Chapter 21
Chapter 21: Evil Arts and Spirit Theft
Pain drowned Zhao Chun’s mind.
She didn’t know where Yue Zuan dragged her. The world came and went in blurred flashes—stone against her cheek, the scrape of her breath, the sour taste of blood. Her senses faded until there was almost nothing left but the sound of his muttering, low and constant, like a prayer spoken backward.
She forced her eyes open, teeth clenched so hard her jaw ached. “If I’m going to die,” she rasped, “at least let me understand what’s happening.”
Yue Zuan snorted. “Asking everything isn’t a good habit.”
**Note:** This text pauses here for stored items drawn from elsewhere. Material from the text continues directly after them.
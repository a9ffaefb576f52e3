pub mod event_bus;
pub mod journal;
pub mod mood;
pub mod offline_queue;
pub mod task;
He sounded amused, certain she was trying to stall. “Stop dreaming. This Wind-Halt Forest is under my control. Not even a bird can slip in.”
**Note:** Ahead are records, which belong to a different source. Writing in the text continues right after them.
//! Journal entries with offline fallback
//!
//! Creates and edits share one queue, so an edit queued after a create is
//! never replayed before it.

use std::sync::Arc;

use async_trait::async_trait;

use crate::{
    domain::{
        constant::namespace,
        error::MehError,
        event::{EventPayload, JournalCreatedData, JournalUpdatedData},
        mutation::{CreateJournalEntryRequest, JournalEntry, JournalMutation, UpdateJournalEntryRequest}
    },
    port::{network::NetworkStatus, remote::RemoteApi, storage::QueueStorage},
    service::{
        event_bus::EventEmitter,
        offline_queue::{MutationProcessor, OfflineQueue, SyncOutcome, SyncPolicy}
    }
};

/// Call the backend for one journal mutation and announce the confirmed result
async fn apply(
    api: &dyn RemoteApi,
    events: Option<&EventEmitter>,
    mutation: &JournalMutation
) -> Result<JournalEntry, MehError> {
    let (entry, payload) = match mutation {
        JournalMutation::Create(request) => {
            let entry = api.create_journal_entry(request).await?;
            let payload = EventPayload::JournalCreated(JournalCreatedData {
                entry_id: entry.id,
                user_id:  None,
                date:     entry.date
            });
            (entry, payload)
        }
        JournalMutation::Update(request) => {
            let entry = api.update_journal_entry(request).await?;
            let payload = EventPayload::JournalUpdated(JournalUpdatedData { entry_id: entry.id, user_id: None });
            (entry, payload)
        }
    };

    if let Some(events) = events {
        events.emit(payload);
    }
    Ok(entry)
}

pub struct JournalReplayer {
    api:    Arc<dyn RemoteApi>,
    events: Option<EventEmitter>
}

#[async_trait]
impl MutationProcessor<JournalMutation> for JournalReplayer {
    async fn process(&self, mutation: &JournalMutation) -> Result<(), MehError> {
        apply(self.api.as_ref(), self.events.as_ref(), mutation).await.map(|_| ())
    }
}

/// Journal operations that fall back to the offline queue
pub struct JournalSync {
    api:    Arc<dyn RemoteApi>,
    events: Option<EventEmitter>,
    queue:  Arc<OfflineQueue<JournalMutation>>
}

impl JournalSync {
    pub fn new(
        api: Arc<dyn RemoteApi>,
        storage: Option<Arc<dyn QueueStorage>>,
        network: Arc<dyn NetworkStatus>,
        policy: SyncPolicy,
        events: Option<EventEmitter>
    ) -> Self {
        let replayer = Arc::new(JournalReplayer { api: api.clone(), events: events.clone() });
        let queue = Arc::new(OfflineQueue::new(namespace::JOURNAL, storage, network, replayer).with_policy(policy));
        Self { api, events, queue }
    }

    async fn submit(&self, mutation: JournalMutation) -> Option<JournalEntry> {
        let direct = mutation.clone();
        self.queue.submit(mutation, || apply(self.api.as_ref(), self.events.as_ref(), &direct)).await
    }

    /// Write a new entry; `None` means it was queued for later
    pub async fn create_entry(&self, request: CreateJournalEntryRequest) -> Option<JournalEntry> {
        self.submit(JournalMutation::Create(request)).await
    }

    /// Edit an existing entry; `None` means the edit was queued for later
    pub async fn update_entry(&self, request: UpdateJournalEntryRequest) -> Option<JournalEntry> {
        self.submit(JournalMutation::Update(request)).await
    }

    pub fn queue(&self) -> &Arc<OfflineQueue<JournalMutation>> {
        &self.queue
    }

    pub fn pending(&self) -> usize {
        self.queue.pending()
    }

    pub fn is_syncing(&self) -> bool {
        self.queue.is_syncing()
    }

    pub async fn sync_queue(&self) -> SyncOutcome {
        self.queue.sync_queue().await
    }
}

#[cfg(test)]
mod tests {
    use std::time::Duration;

    use chrono::NaiveDate;

    use super::*;
    use crate::{
        adapter::{event::BroadcastTopic, network::NetworkMonitor, storage::InMemoryQueueStorage},
        domain::event::EventType,
        service::event_bus::EventBus,
        testing::{FakeRemoteApi, RemoteCall}
    };

    fn create(content: &str) -> CreateJournalEntryRequest {
        CreateJournalEntryRequest {
            date:    NaiveDate::from_ymd_opt(2024, 2, 29).unwrap(),
            content: content.to_string(),
            tags:    Vec::new()
        }
    }

    fn update(id: i64, content: &str) -> UpdateJournalEntryRequest {
        UpdateJournalEntryRequest { id, content: Some(content.to_string()), tags: None }
    }

    type Harness = (JournalSync, Arc<FakeRemoteApi>, Arc<NetworkMonitor>);

    fn journal_sync(online: bool, events: Option<EventEmitter>) -> Harness {
        let api = Arc::new(FakeRemoteApi::new());
        let network = Arc::new(NetworkMonitor::new(online));
        let storage = Arc::new(InMemoryQueueStorage::new()) as Arc<dyn QueueStorage>;
        let sync = JournalSync::new(api.clone(), Some(storage), network.clone(), SyncPolicy::default(), events);
        (sync, api, network)
    }

    #[tokio::test]
    async fn test_online_update_returns_the_edited_entry() {
        let (sync, api, _) = journal_sync(true, None);

        let entry = sync.update_entry(update(7, "better")).await.unwrap();

        assert_eq!(entry.id, 7);
        assert_eq!(entry.content, "better");
        assert_eq!(api.calls(), vec![RemoteCall::UpdateJournal(update(7, "better"))]);
        assert_eq!(sync.pending(), 0);
    }

    #[tokio::test]
    async fn test_create_and_update_replay_in_submission_order() {
        let (sync, api, network) = journal_sync(false, None);

        assert!(sync.create_entry(create("draft")).await.is_none());
        assert!(sync.update_entry(update(1, "final")).await.is_none());
        assert_eq!(sync.pending(), 2);

        network.set_online(true);
        sync.sync_queue().await;

        assert_eq!(
            api.calls(),
            vec![RemoteCall::CreateJournal(create("draft")), RemoteCall::UpdateJournal(update(1, "final"))]
        );
        assert_eq!(sync.pending(), 0);
    }

    #[tokio::test]
    async fn test_failed_edit_keeps_later_mutations_queued() {
        let (sync, api, network) = journal_sync(false, None);
        sync.update_entry(update(1, "a")).await;
        sync.create_entry(create("b")).await;

        network.set_online(true);
        api.set_failing(true);
        let outcome = sync.sync_queue().await;

        assert!(outcome.report().unwrap().stalled());
        assert_eq!(api.calls().len(), 1);
        assert_eq!(sync.pending(), 2);
    }

    #[tokio::test]
    async fn test_journal_events_follow_the_mutation_kind() {
        let topic = Arc::new(BroadcastTopic::new());
        let mut announced = topic.subscribe();
        let bus = Arc::new(EventBus::new().with_sink(topic));

        let (sync, _, _) = journal_sync(true, Some(EventEmitter::new(bus, "journal-page")));
        sync.create_entry(create("hello")).await.unwrap();
        sync.update_entry(update(1, "hello again")).await.unwrap();

        let mut seen = Vec::new();
        for _ in 0..2 {
            let (_, event) = tokio::time::timeout(Duration::from_secs(5), announced.recv()).await.unwrap().unwrap();
            seen.push(event.event_type());
        }
        assert!(seen.contains(&EventType::JournalCreated));
        assert!(seen.contains(&EventType::JournalUpdated));
    }
}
“And your Senior Brother?” He chuckled softly. “His spiritual power is sealed. He can’t break my Spirit-Binding Rope.”
Zhao Chun couldn’t let him stop talking. If the conversation died, the pain would swallow her whole.
So she kept asking—voice shaking, breath ragged.
He ignored her until she asked about the Liao siblings.
“Dead,” he said coldly.
Then, with vicious satisfaction, “Don’t worry. You’ll be next.”
His right hand twisted, fingers warping into a claw, and lunged for her dantian.
Zhao Chun thrashed on instinct. “If I’m dying anyway,” she spat, “then I’ll take you with me!”
She grabbed his fingers with both hands and kicked upward, heel slamming for his abdomen.
The blow did nothing.
She’d expected that. She was an early Qi Refining Stage cultivator. He was at the Foundation Establishment Stage. The gap between them was a cliff.
Yue Zuan laughed, anger sharpening it. “Still fighting? Fine. Then you can suffer awake.”
At some point he stopped her bleeding. Forced a pill between her lips. Warmth spread—clarity, cruel and bright.
He wanted her conscious for every moment.
Zhao Chun swallowed against the nausea rising in her throat.
How short her life had been. Promises left unkept. The little things Zhou Pian Ran had asked her to bring back. The casual vow to her Senior Sisters—she’d be back on time.
A strange heat stirred in her chest, sudden as a spark.
It flared.
It swept through her, hot and fierce, as if fire had been poured into her veins.
And at the same time, it felt as though a huge hand reached into her dantian, fingers closing around her spirit roots—trying to rip them out, alive.
Zhao Chun’s body buckled. She curled on the ground, mind splitting with pain.
She heard Yue Zuan hiss, sharp and startled. “What is this…? It burns!”
Burns.
She felt it too.
Something at her chest radiated terrifying heat—so hot her skin felt too tight. Her dantian screamed. She couldn’t breathe. She couldn’t think.
The hand in her dantian tightened and wouldn’t let go. It was gripping all three spirit roots, but the burning was unbearable. It wanted to finish fast—tear them out, end it.
Then it suddenly loosened, as if flinching.
A pause.
And then it went for the weakest one.
The wood spirit root.
That one came easier. The invisible grip seized the pale green thread and yanked it from Zhao Chun’s dantian in a violent, wrenching pull.
The loss was immediate—an emptiness that made her whole body tremble.
But in the same instant, her metal and fire spirit roots surged.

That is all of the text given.